Records:

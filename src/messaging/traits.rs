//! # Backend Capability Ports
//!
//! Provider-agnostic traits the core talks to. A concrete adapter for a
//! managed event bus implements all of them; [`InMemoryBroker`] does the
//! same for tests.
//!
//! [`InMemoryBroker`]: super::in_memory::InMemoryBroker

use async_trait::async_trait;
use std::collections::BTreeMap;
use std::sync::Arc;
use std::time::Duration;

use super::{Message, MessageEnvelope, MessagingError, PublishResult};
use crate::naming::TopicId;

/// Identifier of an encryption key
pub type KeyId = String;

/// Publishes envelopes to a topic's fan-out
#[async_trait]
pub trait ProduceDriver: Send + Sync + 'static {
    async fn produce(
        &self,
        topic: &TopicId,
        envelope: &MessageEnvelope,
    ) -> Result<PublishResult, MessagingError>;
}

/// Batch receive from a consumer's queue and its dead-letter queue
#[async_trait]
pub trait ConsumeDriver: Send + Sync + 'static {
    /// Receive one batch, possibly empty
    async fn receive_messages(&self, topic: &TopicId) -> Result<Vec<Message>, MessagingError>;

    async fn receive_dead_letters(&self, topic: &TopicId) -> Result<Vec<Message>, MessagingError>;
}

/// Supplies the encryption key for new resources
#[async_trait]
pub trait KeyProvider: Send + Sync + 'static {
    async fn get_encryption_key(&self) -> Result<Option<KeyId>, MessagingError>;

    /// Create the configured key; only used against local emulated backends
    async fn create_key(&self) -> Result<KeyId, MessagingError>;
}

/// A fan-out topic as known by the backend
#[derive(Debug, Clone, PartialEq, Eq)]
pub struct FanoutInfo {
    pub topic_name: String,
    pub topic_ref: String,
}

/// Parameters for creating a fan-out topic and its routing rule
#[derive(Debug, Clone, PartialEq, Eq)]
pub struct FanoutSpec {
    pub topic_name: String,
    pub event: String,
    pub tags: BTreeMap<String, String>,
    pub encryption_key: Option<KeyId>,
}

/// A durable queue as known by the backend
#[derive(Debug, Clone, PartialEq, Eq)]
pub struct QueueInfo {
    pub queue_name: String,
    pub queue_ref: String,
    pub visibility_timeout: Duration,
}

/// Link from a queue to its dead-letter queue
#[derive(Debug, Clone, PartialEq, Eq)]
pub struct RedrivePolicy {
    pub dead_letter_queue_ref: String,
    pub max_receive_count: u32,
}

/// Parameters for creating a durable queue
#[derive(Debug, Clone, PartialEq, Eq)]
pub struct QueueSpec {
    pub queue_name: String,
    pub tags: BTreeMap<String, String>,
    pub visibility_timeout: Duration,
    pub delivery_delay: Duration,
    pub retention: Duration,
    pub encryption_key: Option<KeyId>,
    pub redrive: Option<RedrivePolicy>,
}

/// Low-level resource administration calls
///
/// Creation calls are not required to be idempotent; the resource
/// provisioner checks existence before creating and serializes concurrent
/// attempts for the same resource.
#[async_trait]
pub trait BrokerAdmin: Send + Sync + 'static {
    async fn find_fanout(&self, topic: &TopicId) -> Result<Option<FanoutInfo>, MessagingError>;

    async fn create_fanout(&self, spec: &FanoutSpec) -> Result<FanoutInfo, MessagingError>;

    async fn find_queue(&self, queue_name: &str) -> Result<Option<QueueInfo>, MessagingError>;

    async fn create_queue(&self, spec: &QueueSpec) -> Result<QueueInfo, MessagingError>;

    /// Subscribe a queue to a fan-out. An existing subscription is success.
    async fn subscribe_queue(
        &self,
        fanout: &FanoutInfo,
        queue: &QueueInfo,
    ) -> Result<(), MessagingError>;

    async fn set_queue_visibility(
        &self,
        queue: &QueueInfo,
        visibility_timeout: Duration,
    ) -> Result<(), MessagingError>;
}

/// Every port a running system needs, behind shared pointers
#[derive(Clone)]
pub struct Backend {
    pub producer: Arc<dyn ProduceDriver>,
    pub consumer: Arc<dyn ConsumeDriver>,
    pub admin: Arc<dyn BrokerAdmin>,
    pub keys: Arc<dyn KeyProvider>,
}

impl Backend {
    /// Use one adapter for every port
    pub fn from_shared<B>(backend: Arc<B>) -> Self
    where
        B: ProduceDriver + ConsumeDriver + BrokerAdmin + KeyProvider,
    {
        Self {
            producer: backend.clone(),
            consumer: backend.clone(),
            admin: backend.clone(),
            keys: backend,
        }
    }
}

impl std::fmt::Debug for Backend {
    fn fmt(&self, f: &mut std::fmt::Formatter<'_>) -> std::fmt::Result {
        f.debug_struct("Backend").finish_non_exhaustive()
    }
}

Your instructions: Please determine the number of lines in the records above that include the string "MessageEnvelope", and answer with that number only.

Output for this exercise: 2